Variation moyenne en pourcentage par rapport aux valeurs initiales dans les études contrôlées contre placebo sur les statines de fond

LONG TERME (N = 2310)

FHI et FHII (N = 732)

Fort FH (N = 106)

COMBO I (N = 311)

Placebo

Alirocumab

Placebo

Alirocumab

Placebo

Alirocumab

Placebo

Alirocumab

Nombre de patients

780

1530

244

488

35

71

106

205

LDL-C moyen de référence en mg / dL

(mmol / L)

122,0

(3.16)

122,8

(3.18)

140,9

(3,65)

141,3

(3,66)

201.0

(5.21)

196,3

(5.10)

104,6

(2,71)

100,3

(2,60)

Semaine 12

LDL-C (ITT) a

1,5

-63,3

5.4

-43,6

-6,6

-46,9

1.1

-46,3

LDL-C (sous traitement) b

1,4

-64.2

5.3

-44,0

-6,6

-46,9

1.7

-47,6

Semaine 24

LDL-C (ITT) a

0,8

-61,0 c

7.1

-48,8 j

-6,6

-45,7 e

-2,3

-48,2 f

LDL-C (sous traitement) b

0,7

-62,8

6.8

-49.3

-6,6

-45.5

-0,8

-50,7

Non-HDL-C

0,7

-51,6

7.4

-42.8

-6.2

-41.9

-1,6

-39.1

Apo B

1,2

-52,8

1,9

-41,7

-8,7

-39.0

-0,9

-36,7

Total-C

-0,3

-37,8

5.5

-31,2

-4,8

-33,2

-2,9

-27,9

Lp (a)

-3,7

29,3

-8,5

-26.9

-8,7

-23,5

-5,9

-20.5

TG

1.8

-15,6

4.3

-9,8

-1,9

-10,5

-5,4

-6,0

HDL-C

-0,6

4,0

0,2

7.8

3.9

7,5

-3,8

3.5

Apo A-1

1,2

4,0

-0,4

4,2

2,0

5,6

-2,5

3,3

Changement moyen en pourcentage par rapport aux valeurs de départ dans les études contrôlées par l’ézétimibe

Sur le fond Statin

Sans contexte Statin

COMBO II (N = 707)

ALTERNATIVE (N = 248)

MONO (N = 103)

Ezétimibe

Alirocumab

Ezétimibe

Alirocumab

Ezétimibe

Alirocumab

Nombre de patients

240

467

122

126

51

52

LDL-C moyen de référence en mg / dL

(mmol / L)

104.5

(2,71)

108,3

(2,81)

194.2

(5.03)

191.1

(5.0)

138.3

(3.58)

141,1

(3,65)

Semaine 12

LDL-C (ITT) a

-21,8

-51,2

-15,6

-47.0

-19,6

-48,1

LDL-C (sous traitement) b

-22,7

-52,4

-18.0

-51,2

-20,4

-53.2

Semaine24

LDL-C (ITT) a

-20,7

-50,6 g

-14,6

-45,0 h

-15,6

-47,2 i

LDL-C (sous traitement) b

-21,8

-52,4

-17,1

-52,2

-17.2

-54,1

Non-HDL-C

-19.2

-42,1

-14,6

-40,2

-15,1

-40,6

Apo B

-18,3

-40,7

-11.2

-36,3

-11,0

-36,7

Total-C

-14,6

29,3

-10,9

-31,8

-10,9

-29,6

Lp (a)

-6,1

-27,8

-7,3

-25.9

-12,3

-16,7

TG

-12,8

-13,0

-3,6

-9,3

-10,8

-11,9

HDL-C

0.5

8.6

6.8

7.7

1.6

6.0

Apo A-1

-1,3

5.0

2,9

4,8

-0,6

4,7

une analyse ITT – intention de traiter la population, comprend toutes les données lipidiques tout au long de la durée de l’étude, indépendamment de l’adhésion au traitement à l’étude.
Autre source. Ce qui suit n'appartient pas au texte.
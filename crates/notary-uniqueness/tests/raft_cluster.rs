//! Uniqueness guarantees of a three-member Raft cluster.

use std::{sync::Arc, time::Duration};

use chrono::{TimeZone, Utc};
use notary_raft::{LocalNetwork, MemoryLogStorage};
use notary_types::{
    Clock, CommitOutcome, CommitRequest, FixedClock, KeyPair, NodeId, NotaryError, Party, RaftConfig,
    StateRef, TransactionId,
};
use notary_uniqueness::{RaftUniquenessProvider, UniquenessProvider};

struct Cluster {
    net: LocalNetwork<CommitRequest>,
    members: Vec<RaftUniquenessProvider>,
    clock: FixedClock,
}

impl Cluster {
    fn start(size: u8) -> Self {
        let net = LocalNetwork::<CommitRequest>::new();
        let ids: Vec<NodeId> = (1..=size).map(|n| NodeId::from_bytes([n; 32])).collect();
        let clock = FixedClock::at(Utc.with_ymd_and_hms(2024, 3, 1, 12, 0, 0).unwrap());
        let members = ids
            .iter()
            .map(|id| {
                RaftUniquenessProvider::start(
                    *id,
                    &ids,
                    RaftConfig::default(),
                    MemoryLogStorage::new(),
                    Arc::new(net.clone()),
                    net.register(*id),
                    Arc::new(clock.clone()),
                )
            })
            .collect();
        Self { net, members, clock }
    }

    async fn leader(&self, exclude: Option<NodeId>) -> &RaftUniquenessProvider {
        for _ in 0..500 {
            if let Some(found) = self
                .members
                .iter()
                .find(|m| Some(m.log().id()) != exclude && m.log().is_leader())
            {
                return found;
            }
            tokio::time::sleep(Duration::from_millis(20)).await;
        }
        panic!("no leader elected");
    }
}

fn state(tx: u8, index: u32) -> StateRef {
    StateRef::new(TransactionId::from_bytes([tx; 32]), index)
}

fn tx(n: u8) -> TransactionId {
    TransactionId::from_bytes([0xB0 + n; 32])
}

fn party(name: &str, seed: u8) -> Party {
    Party::new(name, KeyPair::from_seed([seed; 32]).public_key())
}

async fn eventually(mut check: impl FnMut() -> bool) {
    for _ in 0..500 {
        if check() {
            return;
        }
        tokio::time::sleep(Duration::from_millis(20)).await;
    }
    panic!("condition not reached");
}

#[tokio::test(start_paused = true)]
async fn overlapping_spends_admit_exactly_one() {
    let cluster = Cluster::start(3);
    let leader = cluster.leader(None).await;

    let first = leader.commit(&[state(1, 0)], tx(1), &party("Alice", 1)).await.unwrap();
    assert!(first.is_committed());

    let second = leader
        .commit(&[state(1, 0), state(2, 0)], tx(2), &party("Bob", 2))
        .await
        .unwrap();
    let CommitOutcome::Conflict(conflict) = second else {
        panic!("expected conflict");
    };
    assert_eq!(conflict.tx_id, tx(2));
    assert_eq!(conflict.state_history.len(), 1);
    assert_eq!(conflict.consumer_of(&state(1, 0)).map(|c| c.tx_id), Some(tx(1)));

    // Every member converges on the same record.
    eventually(|| cluster.members.iter().all(|m| m.snapshot() == leader.snapshot())).await;
    assert!(cluster.members.iter().all(|m| m.consumer_of(&state(2, 0)).is_none()));
}

#[tokio::test(start_paused = true)]
async fn repeated_commit_is_idempotent() {
    let cluster = Cluster::start(3);
    let leader = cluster.leader(None).await;
    let inputs = [state(1, 0), state(1, 1)];

    for _ in 0..2 {
        let outcome = leader.commit(&inputs, tx(1), &party("Alice", 1)).await.unwrap();
        assert_eq!(outcome, CommitOutcome::Committed);
    }
}

#[tokio::test(start_paused = true)]
async fn empty_commit_needs_no_leader() {
    let cluster = Cluster::start(3);
    // No election has had time to finish yet.
    let outcome = cluster.members[0].commit(&[], tx(1), &party("Alice", 1)).await.unwrap();
    assert!(outcome.is_committed());
}

#[tokio::test(start_paused = true)]
async fn follower_commit_fails_retryably() {
    let cluster = Cluster::start(3);
    let leader = cluster.leader(None).await;
    let follower = cluster
        .members
        .iter()
        .find(|m| m.log().id() != leader.log().id())
        .unwrap();
    eventually(|| follower.log().status().leader.is_some()).await;

    let err = follower.commit(&[state(1, 0)], tx(1), &party("Alice", 1)).await.unwrap_err();
    assert!(matches!(err, NotaryError::NotLeader { leader_hint: Some(_) }));
    assert!(err.is_retryable());
}

#[tokio::test(start_paused = true)]
async fn replicated_commit_survives_leader_loss() {
    let cluster = Cluster::start(3);
    let old = cluster.leader(None).await;
    let old_id = old.log().id();

    let outcome = old.commit(&[state(1, 0)], tx(1), &party("Alice", 1)).await.unwrap();
    assert!(outcome.is_committed());

    // The leader is cut off before the client hears back.
    cluster.net.isolate(old_id);
    let new = cluster.leader(Some(old_id)).await;
    eventually(|| new.consumer_of(&state(1, 0)).is_some()).await;
    assert_eq!(new.consumer_of(&state(1, 0)).unwrap().consuming.tx_id, tx(1));

    // The client's retry against the new leader is a success, not a conflict.
    let retry = new.commit(&[state(1, 0)], tx(1), &party("Alice", 1)).await.unwrap();
    assert!(retry.is_committed());

    // A rival spend still loses.
    let rival = new.commit(&[state(1, 0)], tx(9), &party("Mallory", 9)).await.unwrap();
    assert!(!rival.is_committed());
}

#[tokio::test(start_paused = true)]
async fn concurrent_commits() {
    let cluster = Cluster::start(3);
    let leader = cluster.leader(None).await;

    // Disjoint inputs: both succeed.
    let (in_a, in_b) = ([state(1, 0)], [state(2, 0)]);
    let (alice, bob) = (party("Alice", 1), party("Bob", 2));
    let (a, b) = tokio::join!(
        leader.commit(&in_a, tx(1), &alice),
        leader.commit(&in_b, tx(2), &bob),
    );
    assert!(a.unwrap().is_committed());
    assert!(b.unwrap().is_committed());

    // Overlapping inputs: exactly one wins and the loser names it.
    let (in_c, in_d) = ([state(3, 0), state(3, 1)], [state(3, 1)]);
    let (carol, dave) = (party("Carol", 3), party("Dave", 4));
    let (c, d) = tokio::join!(
        leader.commit(&in_c, tx(3), &carol),
        leader.commit(&in_d, tx(4), &dave),
    );
    let outcomes = [(tx(3), c.unwrap()), (tx(4), d.unwrap())];
    let winners: Vec<_> = outcomes.iter().filter(|(_, o)| o.is_committed()).collect();
    assert_eq!(winners.len(), 1);
    let winner = winners[0].0;
    let (_, loser) = outcomes.iter().find(|(id, _)| *id != winner).unwrap();
    let CommitOutcome::Conflict(conflict) = loser else {
        panic!("loser must conflict");
    };
    assert_eq!(conflict.consumer_of(&state(3, 1)).map(|c| c.tx_id), Some(winner));
}

#[tokio::test(start_paused = true)]
async fn commit_time_comes_from_the_leaders_clock() {
    let cluster = Cluster::start(3);
    let leader = cluster.leader(None).await;
    let stamped = cluster.clock.now();

    let outcome = leader.commit(&[state(1, 0)], tx(1), &party("Alice", 1)).await.unwrap();
    assert!(outcome.is_committed());
    cluster.clock.advance(chrono::Duration::hours(1));

    eventually(|| cluster.members.iter().all(|m| m.consumer_of(&state(1, 0)).is_some())).await;
    for member in &cluster.members {
        assert_eq!(member.consumer_of(&state(1, 0)).unwrap().committed_at, stamped);
    }
}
b Analyse en cours de traitement – analyse limitée à la période pendant laquelle les patients ont effectivement reçu un traitement.

La réduction de% LDL-C à la semaine 24 correspond à une variation absolue moyenne de:

c -74,2 mg / dL (-1,92 mmol / L); d- 71,1 mg / dL (-1,84 mmol / ml); e -90,8 mg / dL (-2,35 mmol / L); f -50,3 mg / dL (-1,30 mmol / L); g -55,4 mg / dL (1,44 mmol / L); h -84.2 mg/dL (-2.18 mmol/L); i -66.9 mg/dL (-1.73 mmol/L)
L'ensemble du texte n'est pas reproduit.